2012, primavera araba, poco dopo la Rivoluzione dei Gelsomini (2010-’11) in Tunisia. Farah Khelil (1980) – artista tunisina che vive a Parigi dove ha intrapreso un percorso universitario di recherche-création proprio a tanti plasticiens – osserva la chioma degli eucalipti nelle foreste e a bordo delle strade. Endemico dell’Australia, quest’albero ha fatto il giro del mondo, piantato durante l’epoca imperiale e poi coloniale. Tuttavia, attenti solo agli eventi socio-culturali, ignoriamo spesso come i diversi ecosistemi della costa mediterranea – nell’ordine Algeria (1862), Marocco, Tunisia e Libia – sono stati trasformati dalle ondate d’occupazione. O, più in generale, il fatto che i paesaggi, considerati a torto naturali, sono portatori di tracce storiche e socio-culturali.

Un dettaglio che non è sfuggito allo scrittore e giornalista Samy Ghorbal che, in Orphelins de Bourguiba et héritiers du Prophète (2012), stabilisce un’opposizione tra la palma e l’eucalipto o tra il nakhl e il kalatus. Il primo è l’albero dell’identità arabo-islamica, citato 23 volte nel Corano, il secondo quello dell’influenza europea; il primo è endogeno, il secondo esogeno, importato dai coloni, da cui il tentativo (fallito) di sradicarlo per sostituirlo con le palme perché utilizzato anche per delimitare il territorio; il primo si esprime in arabo, il secondo parla francese. Persino le loro chiome si oppongono: austera e verticale la palma, esuberante e orizzontale l’eucalipto. La sua presenza nel paesaggio tunisino mostra così, a chi sa coglierlo, il rapporto irrisolto fra tradizione e modernità in un Paese che, sin dalla sua Costituzione del 1959, promuove uno Stato secolare ma non laico, volto verso il progresso ma attaccato alle sue radici religiose. Che bastino due alberi per rimettere in questione l’identità nazionale? Di certo questo gesto di botanica politica o di flora post-colonialista colpisce Khelil. Una delle modalità più classiche in cui si è esercitata la botanica – osservare un albero –, non è solo un rimedio efficace alla plant blindness ma anche un potente strumento per comprendere i processi di modernizzazione, dalla fase coloniale all’indipendenza.
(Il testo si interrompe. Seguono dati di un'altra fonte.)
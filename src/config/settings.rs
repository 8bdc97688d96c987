//! # Configuration Settings
//!
//! Process settings for the details manager and the `connstore` binary,
//! loaded from `CONNSTORE_*` environment variables.

use std::fmt;
use std::path::PathBuf;
use std::str::FromStr;

use serde::{Deserialize, Serialize};

use crate::errors::{ConnectionError, Result};

/// Group/version/kind of the StoreConfig custom resource.
#[derive(Debug, Clone, PartialEq, Eq, Serialize, Deserialize)]
pub struct StoreConfigKind {
    pub group: String,
    pub version: String,
    pub kind: String,
}

impl Default for StoreConfigKind {
    fn default() -> Self {
        Self {
            group: "secrets.connstore.io".to_string(),
            version: "v1alpha1".to_string(),
            kind: "StoreConfig".to_string(),
        }
    }
}

impl StoreConfigKind {
    /// `group/version`, as written in `apiVersion`.
    pub fn api_version(&self) -> String {
        if self.group.is_empty() {
            self.version.clone()
        } else {
            format!("{}/{}", self.group, self.version)
        }
    }
}

/// Log output format.
#[derive(Debug, Clone, Copy, Default, PartialEq, Eq, Serialize, Deserialize)]
#[serde(rename_all = "lowercase")]
pub enum LogFormat {
    #[default]
    Text,
    Json,
}

impl FromStr for LogFormat {
    type Err = ConnectionError;

    fn from_str(s: &str) -> Result<Self> {
        match s.to_lowercase().as_str() {
            "text" | "pretty" => Ok(Self::Text),
            "json" => Ok(Self::Json),
            other => Err(ConnectionError::config(format!(
                "invalid log format '{}': expected text or json",
                other
            ))),
        }
    }
}

impl fmt::Display for LogFormat {
    fn fmt(&self, f: &mut fmt::Formatter<'_>) -> fmt::Result {
        match self {
            Self::Text => f.write_str("text"),
            Self::Json => f.write_str("json"),
        }
    }
}

/// Logging configuration
#[derive(Debug, Clone, PartialEq, Eq, Serialize, Deserialize)]
pub struct LoggingConfig {
    /// Default filter when `RUST_LOG` is unset
    pub level: String,
    pub format: LogFormat,
}

impl Default for LoggingConfig {
    fn default() -> Self {
        Self { level: "info".to_string(), format: LogFormat::Text }
    }
}

/// Settings of the details manager and the binary.
#[derive(Debug, Clone, PartialEq, Eq, Serialize, Deserialize)]
pub struct ManagerSettings {
    pub store_config_kind: StoreConfigKind,

    /// StoreConfig used when a publish target names none.
    pub default_store_config: String,

    /// Directory with `ca.crt`, `tls.crt`, `tls.key` for plugin mTLS.
    pub plugin_tls_dir: PathBuf,

    pub logging: LoggingConfig,
}

impl Default for ManagerSettings {
    fn default() -> Self {
        Self {
            store_config_kind: StoreConfigKind::default(),
            default_store_config: "default".to_string(),
            plugin_tls_dir: PathBuf::from("/tls/client"),
            logging: LoggingConfig::default(),
        }
    }
}

impl ManagerSettings {
    /// Load settings from environment variables.
    ///
    /// Uses:
    /// - `CONNSTORE_STORE_CONFIG_GROUP`, `CONNSTORE_STORE_CONFIG_VERSION`,
    ///   `CONNSTORE_STORE_CONFIG_KIND`
    /// - `CONNSTORE_DEFAULT_STORE_CONFIG` (default: "default")
    /// - `CONNSTORE_PLUGIN_TLS_DIR` (default: "/tls/client")
    /// - `CONNSTORE_LOG_LEVEL` (default: "info")
    /// - `CONNSTORE_LOG_FORMAT` (text | json)
    pub fn from_env() -> Result<Self> {
        Self::from_lookup(|key| std::env::var(key).ok())
    }

    /// Load settings through an arbitrary variable lookup.
    pub fn from_lookup(lookup: impl Fn(&str) -> Option<String>) -> Result<Self> {
        let defaults = Self::default();
        let var = |key: &str, default: String| {
            lookup(key).map(|v| v.trim().to_string()).filter(|v| !v.is_empty()).unwrap_or(default)
        };

        let store_config_kind = StoreConfigKind {
            group: var("CONNSTORE_STORE_CONFIG_GROUP", defaults.store_config_kind.group),
            version: var("CONNSTORE_STORE_CONFIG_VERSION", defaults.store_config_kind.version),
            kind: var("CONNSTORE_STORE_CONFIG_KIND", defaults.store_config_kind.kind),
        };

        let format = match lookup("CONNSTORE_LOG_FORMAT").filter(|v| !v.trim().is_empty()) {
            Some(value) => value.trim().parse()?,
            None => LogFormat::default(),
        };

        Ok(Self {
            store_config_kind,
            default_store_config: var(
                "CONNSTORE_DEFAULT_STORE_CONFIG",
                defaults.default_store_config,
            ),
            plugin_tls_dir: PathBuf::from(var(
                "CONNSTORE_PLUGIN_TLS_DIR",
                defaults.plugin_tls_dir.display().to_string(),
            )),
            logging: LoggingConfig {
                level: var("CONNSTORE_LOG_LEVEL", defaults.logging.level),
                format,
            },
        })
    }
}
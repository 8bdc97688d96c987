//! Credential extraction from the sources a StoreConfig may reference.

use k8s_openapi::api::core::v1::Secret as KubeSecret;
use kube::Api;
use tracing::debug;

use super::config::CredentialsSource;
use crate::errors::{ConnectionError, Context, Result, ResultExt};

/// Reads credential bytes from a Kubernetes secret key, the process
/// environment, or a file.
///
/// The local client is only needed for [`CredentialsSource::Secret`].
#[derive(Clone, Default)]
pub struct CredentialsExtractor {
    local: Option<kube::Client>,
}

impl std::fmt::Debug for CredentialsExtractor {
    fn fmt(&self, f: &mut std::fmt::Formatter<'_>) -> std::fmt::Result {
        f.debug_struct("CredentialsExtractor")
            .field("local_client", &self.local.as_ref().map(|_| "[kube::Client]"))
            .finish()
    }
}

impl CredentialsExtractor {
    pub fn new(local: Option<kube::Client>) -> Self {
        Self { local }
    }

    pub async fn extract(&self, source: &CredentialsSource) -> Result<Vec<u8>> {
        match source {
            CredentialsSource::None => {
                Err(ConnectionError::config("credentials source is None"))
            }
            CredentialsSource::Secret { secret_ref } => {
                let client = self.local.clone().ok_or_else(|| {
                    ConnectionError::config(
                        "a local Kubernetes client is required to read credentials from a secret",
                    )
                })?;
                debug!(
                    name = %secret_ref.name,
                    namespace = %secret_ref.namespace,
                    key = %secret_ref.key,
                    "Reading credentials from Kubernetes secret"
                );
                let api: Api<KubeSecret> = Api::namespaced(client, &secret_ref.namespace);
                let secret = api
                    .get_opt(&secret_ref.name)
                    .await
                    .context(Context::ExtractCredentials)?
                    .ok_or_else(|| {
                        ConnectionError::not_found(format!(
                            "{}/{}",
                            secret_ref.namespace, secret_ref.name
                        ))
                        .wrap(Context::ExtractCredentials)
                    })?;
                secret
                    .data
                    .and_then(|mut data| data.remove(&secret_ref.key))
                    .map(|bytes| bytes.0)
                    .ok_or_else(|| {
                        ConnectionError::config(format!(
                            "secret {}/{} has no key {}",
                            secret_ref.namespace, secret_ref.name, secret_ref.key
                        ))
                    })
            }
            CredentialsSource::Environment { env } => std::env::var(&env.name)
                .map(String::into_bytes)
                .map_err(|_| {
                    ConnectionError::config(format!(
                        "environment variable {} is not set",
                        env.name
                    ))
                }),
            CredentialsSource::Filesystem { fs } => {
                tokio::fs::read(&fs.path).await.context(Context::ExtractCredentials)
            }
        }
    }
}
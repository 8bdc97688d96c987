//! # Structured Logging
//!
//! Subscriber initialisation and span macros for store calls and manager
//! operations. Fields carry names, scopes and paths; never secret values.

use tracing::Subscriber;
use tracing_subscriber::fmt::MakeWriter;
use tracing_subscriber::{fmt, EnvFilter};

use crate::config::{LogFormat, LoggingConfig};

/// Create a tracing span for a store call.
///
/// ```rust,ignore
/// let span = store_span!("write", "Vault", "connections/db");
/// ```
#[macro_export]
macro_rules! store_span {
    ($operation:expr, $store:expr, $name:expr) => {
        tracing::debug_span!(
            "store_operation",
            operation = %$operation,
            store = %$store,
            name = %$name,
            operation_id = %uuid::Uuid::new_v4()
        )
    };
    ($operation:expr, $store:expr, $name:expr, $($field:tt)*) => {
        tracing::debug_span!(
            "store_operation",
            operation = %$operation,
            store = %$store,
            name = %$name,
            operation_id = %uuid::Uuid::new_v4(),
            $($field)*
        )
    };
}

/// Create a tracing span for a details manager operation.
///
/// The `owner_uid` field identifies the resource on whose behalf the
/// operation runs.
#[macro_export]
macro_rules! connection_span {
    ($operation:expr, $owner_uid:expr) => {
        tracing::info_span!(
            "connection_operation",
            operation = %$operation,
            owner_uid = %$owner_uid,
            operation_id = %uuid::Uuid::new_v4(),
            store_config = tracing::field::Empty
        )
    };
    ($operation:expr, $owner_uid:expr, $($field:tt)*) => {
        tracing::info_span!(
            "connection_operation",
            operation = %$operation,
            owner_uid = %$owner_uid,
            operation_id = %uuid::Uuid::new_v4(),
            store_config = tracing::field::Empty,
            $($field)*
        )
    };
}

/// Install the global subscriber.
///
/// `RUST_LOG` wins over the configured level. A subscriber that is already
/// installed (e.g. by a test harness) is left in place.
pub fn init_logging(config: &LoggingConfig) {
    // Already installed elsewhere (tests, embedding binary).
    let _ = tracing::subscriber::set_global_default(build_subscriber(config));
}

/// Subscriber for `config` writing to stdout, without installing it.
pub fn build_subscriber(config: &LoggingConfig) -> Box<dyn Subscriber + Send + Sync> {
    subscriber_with_writer(config, std::io::stdout)
}

fn subscriber_with_writer<W>(config: &LoggingConfig, writer: W) -> Box<dyn Subscriber + Send + Sync>
where
    W: for<'w> MakeWriter<'w> + Send + Sync + 'static,
{
    let filter = EnvFilter::try_from_default_env()
        .or_else(|_| EnvFilter::try_new(&config.level))
        .unwrap_or_else(|_| EnvFilter::new("info"));

    let builder = fmt().with_env_filter(filter).with_writer(writer);
    match config.format {
        LogFormat::Text => Box::new(builder.with_target(true).compact().finish()),
        LogFormat::Json => Box::new(builder.json().flatten_event(true).finish()),
    }
}

/// Log the effective settings at startup.
pub fn log_settings(settings: &crate::config::ManagerSettings) {
    tracing::info!(
        store_config_api_version = %settings.store_config_kind.api_version(),
        store_config_kind = %settings.store_config_kind.kind,
        default_store_config = %settings.default_store_config,
        plugin_tls_dir = %settings.plugin_tls_dir.display(),
        log_format = %settings.logging.format,
        "connstore configuration"
    );
}
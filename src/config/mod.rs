//! # Configuration Management
//!
//! Environment-driven process settings and plugin client TLS loading.

pub mod settings;
pub mod tls;

pub use settings::{LogFormat, LoggingConfig, ManagerSettings, StoreConfigKind};
pub use tls::{load_client_tls, ClientTlsMaterial};
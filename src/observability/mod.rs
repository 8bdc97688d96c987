//! # Observability Infrastructure
//!
//! Structured logging for the details manager, the stores and the binary.

pub mod logging;

pub use logging::{build_subscriber, init_logging, log_settings};
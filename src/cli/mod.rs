//! # Command Line Interface
//!
//! Reads, writes and deletes connection secrets through any configured store.
//! The store comes from a StoreConfig in the cluster or from a local YAML file.

pub mod output;

use std::path::{Path, PathBuf};

use anyhow::{Context, Result};
use clap::{Parser, Subcommand};

use crate::config::{LogFormat, ManagerSettings};
use crate::connection::{default_registry, DetailsManager};
use crate::observability::{init_logging, log_settings};
use crate::store::{
    BuildContext, KeyValues, MustBeOwnedBy, ScopedName, Secret, SecretMetadata, Store,
    StoreConfigSpec,
};

use output::{print_output, OutputFormat, SecretView};

#[derive(Parser)]
#[command(name = "connstore")]
#[command(about = "Connection secret store tooling")]
#[command(version = env!("CARGO_PKG_VERSION"))]
pub struct Cli {
    #[command(subcommand)]
    pub command: Commands,

    /// StoreConfig to use (default: CONNSTORE_DEFAULT_STORE_CONFIG)
    #[arg(long, global = true, conflicts_with = "store_config_file")]
    pub store_config: Option<String>,

    /// Local YAML StoreConfig (a full object or just its spec)
    #[arg(long, global = true)]
    pub store_config_file: Option<PathBuf>,

    /// Enable verbose logging
    #[arg(short, long, global = true)]
    pub verbose: bool,

    /// Log in JSON
    #[arg(long, global = true)]
    pub json_logs: bool,
}

#[derive(Subcommand)]
pub enum Commands {
    /// Read a secret
    Get {
        /// Secret name, optionally scoped as `scope/name`
        name: String,

        /// Print values instead of redacting them
        #[arg(long)]
        show_values: bool,

        /// Output format
        #[arg(short, long, value_enum, default_value = "yaml")]
        output: OutputFormat,
    },

    /// Merge key/values into a secret
    Apply {
        /// Secret name, optionally scoped as `scope/name`
        name: String,

        /// Literal value, as `key=value`
        #[arg(long = "set", value_parser = parse_pair)]
        values: Vec<(String, String)>,

        /// Value read from a file, as `key=path`
        #[arg(long = "set-file", value_parser = parse_pair)]
        files: Vec<(String, String)>,

        /// Label, as `key=value`
        #[arg(long = "label", value_parser = parse_pair)]
        labels: Vec<(String, String)>,

        /// Secret type
        #[arg(long = "type")]
        secret_type: Option<String>,

        /// Stamp this owner and refuse to touch secrets owned by anyone else
        #[arg(long)]
        owner_uid: Option<String>,
    },

    /// Delete keys from a secret, or the whole secret when no key is given
    Delete {
        /// Secret name, optionally scoped as `scope/name`
        name: String,

        /// Key to remove
        #[arg(long = "key")]
        keys: Vec<String>,

        /// Refuse to delete unless the secret is owned by this UID
        #[arg(long)]
        owner_uid: Option<String>,
    },
}

/// Run CLI commands
pub async fn run_cli() -> Result<()> {
    let cli = Cli::parse();

    let mut settings = ManagerSettings::from_env()?;
    if cli.verbose {
        settings.logging.level = "debug".to_string();
    }
    if cli.json_logs {
        settings.logging.format = LogFormat::Json;
    }
    init_logging(&settings.logging);
    log_settings(&settings);

    let store = open_store(&cli, &settings).await?;

    match cli.command {
        Commands::Get { name, show_values, output } => {
            let secret = store.read_key_values(&parse_scoped_name(&name)).await?;
            print_output(&SecretView::new(&secret, show_values), output)?;
        }
        Commands::Apply { name, values, files, labels, secret_type, owner_uid } => {
            let mut data: KeyValues =
                values.into_iter().map(|(key, value)| (key, value.into_bytes())).collect();
            for (key, path) in files {
                let value = tokio::fs::read(&path)
                    .await
                    .with_context(|| format!("Failed to read value for {key} from {path}"))?;
                data.insert(key, value);
            }

            let metadata = SecretMetadata {
                labels: labels.into_iter().collect(),
                secret_type,
                owner_uid: owner_uid.clone(),
                ..Default::default()
            };
            let mut secret = Secret::new(parse_scoped_name(&name)).with_data(data);
            if !metadata.is_empty() {
                secret.metadata = Some(metadata);
            }

            let changed = match owner_uid {
                Some(uid) => store.write_key_values(&secret, &[&MustBeOwnedBy::new(uid)]).await?,
                None => store.write_key_values(&secret, &[]).await?,
            };
            println!("{} {}", secret.scoped_name, if changed { "changed" } else { "unchanged" });
        }
        Commands::Delete { name, keys, owner_uid } => {
            let data: KeyValues = keys.into_iter().map(|key| (key, Vec::new())).collect();
            let secret = Secret::new(parse_scoped_name(&name)).with_data(data);
            match owner_uid {
                Some(uid) => store.delete_key_values(&secret, &[&MustBeOwnedBy::new(uid)]).await?,
                None => store.delete_key_values(&secret, &[]).await?,
            }
            println!("{} deleted", secret.scoped_name);
        }
    }

    Ok(())
}

async fn open_store(cli: &Cli, settings: &ManagerSettings) -> Result<Box<dyn Store>> {
    if let Some(path) = &cli.store_config_file {
        let spec = load_store_config_file(path)?;
        // A local cluster is optional when the config is given as a file.
        let local = kube::Client::try_default().await.ok();
        let store = default_registry(settings)
            .build(BuildContext::new(local, spec))
            .await
            .with_context(|| format!("Failed to build store from {}", path.display()))?;
        return Ok(store);
    }

    let client = kube::Client::try_default().await.context("Failed to create Kubernetes client")?;
    let manager = DetailsManager::from_settings(client, settings);
    let name = cli.store_config.as_deref().unwrap_or(&settings.default_store_config);
    let store = manager.connect(name).await?;
    Ok(store)
}

/// Read a StoreConfig spec from YAML, accepting a full object or a bare spec.
pub fn load_store_config_file(path: &Path) -> Result<StoreConfigSpec> {
    let raw = std::fs::read_to_string(path)
        .with_context(|| format!("Failed to read store config {}", path.display()))?;
    parse_store_config(&raw).with_context(|| format!("Invalid store config {}", path.display()))
}

fn parse_store_config(raw: &str) -> Result<StoreConfigSpec> {
    let value: serde_yaml::Value = serde_yaml::from_str(raw)?;
    let spec = match value.get("spec") {
        Some(spec) => spec.clone(),
        None => value,
    };
    Ok(serde_yaml::from_value(spec)?)
}

/// `scope/name` or `name`.
pub fn parse_scoped_name(raw: &str) -> ScopedName {
    match raw.split_once('/') {
        Some((scope, name)) => ScopedName::new(name, scope),
        None => ScopedName::new(raw, ""),
    }
}

fn parse_pair(raw: &str) -> std::result::Result<(String, String), String> {
    match raw.split_once('=') {
        Some((key, value)) if !key.is_empty() => Ok((key.to_string(), value.to_string())),
        _ => Err(format!("expected key=value, got '{raw}'")),
    }
}

#[cfg(test)]
mod tests {
    use super::*;
    use crate::store::StoreType;

    #[test]
    fn test_parse_scoped_name() {
        assert_eq!(parse_scoped_name("team-a/db"), ScopedName::new("db", "team-a"));
        assert_eq!(parse_scoped_name("db"), ScopedName::new("db", ""));
    }

    #[test]
    fn test_parse_pair() {
        assert_eq!(parse_pair("user=admin").unwrap(), ("user".into(), "admin".into()));
        assert_eq!(parse_pair("url=a=b").unwrap(), ("url".into(), "a=b".into()));
        assert!(parse_pair("novalue").is_err());
        assert!(parse_pair("=x").is_err());
    }

    #[test]
    fn test_parse_store_config_object_and_bare_spec() {
        let object = r#"
apiVersion: secrets.connstore.io/v1alpha1
kind: StoreConfig
metadata:
  name: vault
spec:
  type: Vault
  defaultScope: connections
  vault:
    server: https://vault:8200
"#;
        let spec = parse_store_config(object).unwrap();
        assert_eq!(spec.store_type, StoreType::Vault);
        assert_eq!(spec.default_scope, "connections");

        let bare = "type: Kubernetes\ndefaultScope: team-a\n";
        let spec = parse_store_config(bare).unwrap();
        assert_eq!(spec.store_type, StoreType::Kubernetes);
    }

    #[test]
    fn test_cli_parses_apply() {
        let cli = Cli::try_parse_from([
            "connstore",
            "--store-config",
            "vault",
            "apply",
            "team-a/db",
            "--set",
            "password=s3cr3t",
            "--owner-uid",
            "uid-1",
        ])
        .unwrap();

        assert_eq!(cli.store_config.as_deref(), Some("vault"));
        match cli.command {
            Commands::Apply { name, values, owner_uid, .. } => {
                assert_eq!(name, "team-a/db");
                assert_eq!(values, vec![("password".to_string(), "s3cr3t".to_string())]);
                assert_eq!(owner_uid.as_deref(), Some("uid-1"));
            }
            _ => panic!("expected apply"),
        }
    }

    #[test]
    fn test_store_config_flags_conflict() {
        let result = Cli::try_parse_from([
            "connstore",
            "--store-config",
            "vault",
            "--store-config-file",
            "vault.yaml",
            "get",
            "db",
        ]);
        assert!(result.is_err());
    }
}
Effet de serre: il gioco di parole funziona anche in italiano e fa riferimento alla perturbazione dell’equilibrio termico del pianeta quanto alla serra di coltivazione o di riparo di specie vegetali. È il nome del progetto – di ricerca quanto espositivo – di Khelil. Include una mostra al Jardin des plantes di Tunisi curata da Clelia Coussonnet, con la pubblicazione dell’eponimo catalogo (Bao Books, Tunisia 2022). Il materiale d’archivio si alterna alla diffusione nell’atmosfera dell’odore d’eucalipto, mentre video e cianotipi sfidano l’umidità e il clima artificiale della serra. Isola climatica che ignora il succedersi delle stagioni e detronizza il sole, la serra permette d’interrogare il dispositivo dell’esposizione dai tempi della modernità o l’esposizione in quanto dispositivo moderno.

Parallelamente, Khelil lavora sul patrimonio architettonico di Tunisi, come il giardino d’inverno nel casino municipale in stile Art nouveau, oggi trasformato in centro commerciale (Palmarium). Effet de serre è infine volto al finanziamento del restauro della serra orticola al Parco del Belvedere, dove crescono ottanta specie di alberi provenienti dai cinque continenti. Progettato da un architetto paesaggista francese sul modello del parigino Parc des Buttes-Chaumont, racconta una storia simile a quella della palma e dell’eucalipto. Secondo alcuni, il maggior contributo della botanica alle scienze naturali consiste nella classificazione; Khelil ci permette invece di ritrovare, al cuore del vegetale, un modo originale di accedere alla nostra memoria collettiva.